PROBLEM REQUIREMENTS
Set the whole listing down again exactly as written.
#### SUPPLIED RECORDS ####
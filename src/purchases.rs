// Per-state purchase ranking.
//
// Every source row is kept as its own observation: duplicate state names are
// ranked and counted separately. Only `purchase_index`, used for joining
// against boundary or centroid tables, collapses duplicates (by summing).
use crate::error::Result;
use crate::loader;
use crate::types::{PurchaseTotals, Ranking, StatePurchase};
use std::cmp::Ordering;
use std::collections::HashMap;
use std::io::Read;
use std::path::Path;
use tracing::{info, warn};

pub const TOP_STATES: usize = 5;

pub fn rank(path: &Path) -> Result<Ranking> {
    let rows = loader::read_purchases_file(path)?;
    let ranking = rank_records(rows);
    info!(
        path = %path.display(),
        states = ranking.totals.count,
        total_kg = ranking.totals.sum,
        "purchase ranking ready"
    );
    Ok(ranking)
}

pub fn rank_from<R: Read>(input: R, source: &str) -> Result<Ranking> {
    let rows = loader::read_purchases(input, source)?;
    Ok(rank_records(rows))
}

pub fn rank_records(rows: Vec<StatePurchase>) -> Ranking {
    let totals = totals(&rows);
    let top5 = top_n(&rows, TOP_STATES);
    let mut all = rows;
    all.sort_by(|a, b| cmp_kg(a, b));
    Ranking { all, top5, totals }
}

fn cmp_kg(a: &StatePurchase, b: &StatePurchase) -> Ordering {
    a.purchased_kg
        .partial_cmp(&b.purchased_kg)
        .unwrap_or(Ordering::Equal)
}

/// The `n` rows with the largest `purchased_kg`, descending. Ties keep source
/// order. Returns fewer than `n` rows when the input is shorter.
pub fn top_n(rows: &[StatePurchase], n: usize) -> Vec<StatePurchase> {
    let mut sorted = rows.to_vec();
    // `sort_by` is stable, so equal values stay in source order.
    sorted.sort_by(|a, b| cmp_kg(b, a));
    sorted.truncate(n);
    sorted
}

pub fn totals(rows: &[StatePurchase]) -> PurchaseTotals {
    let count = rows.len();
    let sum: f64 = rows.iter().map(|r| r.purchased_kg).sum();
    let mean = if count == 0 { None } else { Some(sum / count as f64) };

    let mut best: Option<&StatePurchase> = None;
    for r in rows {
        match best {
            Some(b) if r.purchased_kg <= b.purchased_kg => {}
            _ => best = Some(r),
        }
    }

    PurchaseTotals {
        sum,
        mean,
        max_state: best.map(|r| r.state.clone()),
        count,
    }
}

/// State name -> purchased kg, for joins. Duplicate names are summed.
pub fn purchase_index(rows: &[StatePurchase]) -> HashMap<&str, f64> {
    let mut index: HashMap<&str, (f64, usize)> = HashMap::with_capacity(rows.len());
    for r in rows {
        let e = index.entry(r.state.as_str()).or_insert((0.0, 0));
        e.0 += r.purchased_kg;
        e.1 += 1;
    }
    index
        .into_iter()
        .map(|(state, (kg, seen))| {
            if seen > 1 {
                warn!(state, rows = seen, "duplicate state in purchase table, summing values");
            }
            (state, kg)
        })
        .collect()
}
####
REPLY TO THE TASK
filename src/purchases.rs
// Per-state purchase ranking.
//
// Every source row is kept as its own observation: duplicate state names are
// ranked and counted separately. Only `purchase_index`, used for joining
// against boundary or centroid tables, collapses duplicates (by summing).
use crate::error::Result;
use crate::loader;
use crate::types::{PurchaseTotals, Ranking, StatePurchase};
use std::cmp::Ordering;
use std::collections::HashMap;
use std::io::Read;
use std::path::Path;
use tracing::{info, warn};

pub const TOP_STATES: usize = 5;

pub fn rank(path: &Path) -> Result<Ranking> {
    let rows = loader::read_purchases_file(path)?;
    let ranking = rank_records(rows);
    info!(
        path = %path.display(),
        states = ranking.totals.count,
        total_kg = ranking.totals.sum,
        "purchase ranking ready"
    );
    Ok(ranking)
}

pub fn rank_from<R: Read>(input: R, source: &str) -> Result<Ranking> {
    let rows = loader::read_purchases(input, source)?;
    Ok(rank_records(rows))
}

pub fn rank_records(rows: Vec<StatePurchase>) -> Ranking {
    let totals = totals(&rows);
    let top5 = top_n(&rows, TOP_STATES);
    let mut all = rows;
    all.sort_by(|a, b| cmp_kg(a, b));
    Ranking { all, top5, totals }
}

fn cmp_kg(a: &StatePurchase, b: &StatePurchase) -> Ordering {
    a.purchased_kg
        .partial_cmp(&b.purchased_kg)
        .unwrap_or(Ordering::Equal)
}

/// The `n` rows with the largest `purchased_kg`, descending. Ties keep source
/// order. Returns fewer than `n` rows when the input is shorter.
pub fn top_n(rows: &[StatePurchase], n: usize) -> Vec<StatePurchase> {
    let mut sorted = rows.to_vec();
    // `sort_by` is stable, so equal values stay in source order.
    sorted.sort_by(|a, b| cmp_kg(b, a));
    sorted.truncate(n);
    sorted
}

pub fn totals(rows: &[StatePurchase]) -> PurchaseTotals {
    let count = rows.len();
    let sum: f64 = rows.iter().map(|r| r.purchased_kg).sum();
    let mean = if count == 0 { None } else { Some(sum / count as f64) };

    let mut best: Option<&StatePurchase> = None;
    for r in rows {
        match best {
            Some(b) if r.purchased_kg <= b.purchased_kg => {}
            _ => best = Some(r),
        }
    }

    PurchaseTotals {
        sum,
        mean,
        max_state: best.map(|r| r.state.clone()),
        count,
    }
}

/// State name -> purchased kg, for joins. Duplicate names are summed.
pub fn purchase_index(rows: &[StatePurchase]) -> HashMap<&str, f64> {
    let mut index: HashMap<&str, (f64, usize)> = HashMap::with_capacity(rows.len());
    for r in rows {
        let e = index.entry(r.state.as_str()).or_insert((0.0, 0));
        e.0 += r.purchased_kg;
        e.1 += 1;
    }
    index
        .into_iter()
        .map(|(state, (kg, seen))| {
            if seen > 1 {
                warn!(state, rows = seen, "duplicate state in purchase table, summing values");
            }
            (state, kg)
        })
        .collect()
}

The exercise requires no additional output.